Education, vision, number of chronic conditions, and being overweight were either uniquely or more importantly associated with poor SRH for women than men. Among men, low income, being underweight and needing formal or informal care were the unique or more important characteristics underlying poorer SRH. The differential effect of body weight in men and women may speak to underlying gender stereotypes about weight. For women in the CLSA sample being overweight was perceived as unhealthy. This perception among women, while not surprising, may be incorrect as some studies show that after adjustment for SES factors being overweight is not a risk factor for mortality among Canadians [55]. In men the reverse occurred with underweight status perhaps being interpreted as a marker of frailty and lack of masculinity and, hence, aligning with lower perceptions of health. Education is universally reported as a determinant of health [56], however in our study it was only a significant predictor of SRH among women. We observed that other factors such as wealth and income may have acted as proxies for education in men but not in women suggesting, once again, the gendered nature of health impacts of these social factors.

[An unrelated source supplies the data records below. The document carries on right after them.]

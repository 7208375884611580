use std::sync::Arc;
use std::time::Duration;

use auth::TokenCodec;
use axum::body::Body;
use axum::http::header;
use axum::http::HeaderValue;
use axum::http::Method;
use axum::http::Request;
use axum::http::Response;
use axum::middleware;
use axum::routing::get;
use axum::routing::post;
use axum::Router;
use tower_http::cors::AllowOrigin;
use tower_http::cors::Any;
use tower_http::cors::CorsLayer;
use tower_http::trace::TraceLayer;
use tracing::Span;

use super::handlers::change_password::change_password;
use super::handlers::forgot_password::forgot_password;
use super::handlers::get_profile::get_profile;
use super::handlers::health::database_health;
use super::handlers::health::health;
use super::handlers::list_users::list_users;
use super::handlers::login::login;
use super::handlers::logout::logout;
use super::handlers::refresh::refresh;
use super::handlers::register::register;
use super::handlers::reset_password::reset_password;
use super::handlers::update_profile::update_profile;
use super::middleware::authenticate as auth_middleware;
use super::middleware::require_admin;
use crate::config::CorsConfig;
use crate::domain::auth::ports::AuthServicePort;
use crate::domain::health::DatabaseHealth;
use crate::domain::user::ports::UserServicePort;

#[derive(Clone)]
pub struct AppState {
    pub auth_service: Arc<dyn AuthServicePort>,
    pub user_service: Arc<dyn UserServicePort>,
    pub token_codec: Arc<TokenCodec>,
    pub health: Arc<dyn DatabaseHealth>,
}

pub fn create_router(
    auth_service: Arc<dyn AuthServicePort>,
    user_service: Arc<dyn UserServicePort>,
    token_codec: Arc<TokenCodec>,
    health_check: Arc<dyn DatabaseHealth>,
    cors: &CorsConfig,
) -> Router {
    let state = AppState {
        auth_service,
        user_service,
        token_codec,
        health: health_check,
    };

    let public_routes = Router::new()
        .route("/health", get(health))
        .route("/api/v1/auth/register", post(register))
        .route("/api/v1/auth/login", post(login))
        .route("/api/v1/auth/refresh", post(refresh))
        .route("/api/v1/auth/forgot-password", post(forgot_password))
        .route("/api/v1/auth/reset-password", post(reset_password));

    let admin_routes = Router::new()
        .route("/api/v1/users", get(list_users))
        .route_layer(middleware::from_fn(require_admin));

    let protected_routes = Router::new()
        .route("/api/v1/auth/logout", post(logout))
        .route("/api/v1/health", get(database_health))
        .route("/api/v1/users/me", get(get_profile).put(update_profile))
        .route("/api/v1/users/change-password", post(change_password))
        .merge(admin_routes)
        .route_layer(middleware::from_fn_with_state(
            state.clone(),
            auth_middleware,
        ));

    let trace_layer = TraceLayer::new_for_http()
        .make_span_with(|request: &Request<Body>| {
            tracing::info_span!(
                "http_request",
                method = %request.method(),
                uri = %request.uri(),
                version = ?request.version(),
            )
        })
        .on_request(|request: &Request<Body>, _span: &Span| {
            tracing::info!(
                method = %request.method(),
                uri = %request.uri(),
                "Request started"
            );
        })
        .on_response(
            |response: &Response<Body>, latency: Duration, _span: &Span| {
                tracing::info!(
                    status = response.status().as_u16(),
                    latency_ms = latency.as_millis(),
                    "Request completed"
                );
            },
        );

    Router::new()
        .merge(public_routes)
        .merge(protected_routes)
        .layer(trace_layer)
        .layer(build_cors_layer(cors))
        .with_state(state)
}

fn build_cors_layer(config: &CorsConfig) -> CorsLayer {
    let layer = CorsLayer::new()
        .allow_methods([
            Method::GET,
            Method::POST,
            Method::PUT,
            Method::PATCH,
            Method::DELETE,
            Method::HEAD,
            Method::OPTIONS,
        ])
        .allow_headers([
            header::ORIGIN,
            header::CONTENT_LENGTH,
            header::CONTENT_TYPE,
            header::AUTHORIZATION,
        ])
        .max_age(Duration::from_secs(12 * 60 * 60));

    if config.allowed_origins.iter().any(|origin| origin == "*") {
        // Wildcard origins cannot be combined with credentials
        return layer.allow_origin(Any);
    }

    let origins: Vec<HeaderValue> = config
        .allowed_origins
        .iter()
        .filter_map(|origin| match origin.parse() {
            Ok(value) => Some(value),
            Err(_) => {
                tracing::warn!(origin = %origin, "Ignoring invalid CORS origin");
                None
            }
        })
        .collect();

    layer
        .allow_origin(AllowOrigin::list(origins))
        .allow_credentials(true)
}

On their own, sex differences accounted for very little of the observed variability in SRH, while wealth had strong explanatory value. Clusters defined by sex and wealth explained less variability than did wealth, alone, hinting at a relationship between sex and wealth beyond an additive, interactive effect. While belonging to different wealth groups explained a large amount of the variation in SRH, when groupings were further divided to include combinations of sex and wealth that explanatory power decreased. We interpret this as potential evidence of an intersection rather than an interaction between the two categories since this observed effect suggests an interlocking impact of sex and wealth and speaks to the need for and merit of an intersectional approach to analyses. Somehow when the characteristics of sex and wealth defined clusters collectively, the impact on SRH was less than that of wealth, alone, a result that would not have been apparent had analyses considered sex or wealth as independent variables, or interactions between the two. From our research we cannot determine why sex mutes the impact of wealth on health but since we tested for an interaction between these two and that interaction was not statistically significant, we argue that there is a complex interplay between these factors, that is intersectional rather than an interactive.

We also examined intersections of sex and two additional social locations, education and place of residence. Place, defined as rural/urban status, by itself had only a very small cluster effect (0.02%) but when combined with sex and education the cluster effect increased significantly such that more than 13% of variability in SRH was explained by differences between strata defined by intersections of sex, education, and place. This also suggests that these social factors concurrently impact health in an interconnected way rather than via simple additive or multiplicative interacting effects.

Strengths and limitations

A key strength of this study is its robust theoretical framework that looks beyond simple risk factor epidemiologic thinking. By utilizing determinants of health and intersectionality theories we have provided evidence that assists in disentangling the complexity underlying self-perceived health in old age. Use of a large, representative and national dataset of 45+ year old Canadians is another strength of the study. Large sample sizes allowed us to examine a number of interactions without diminishing statistical power.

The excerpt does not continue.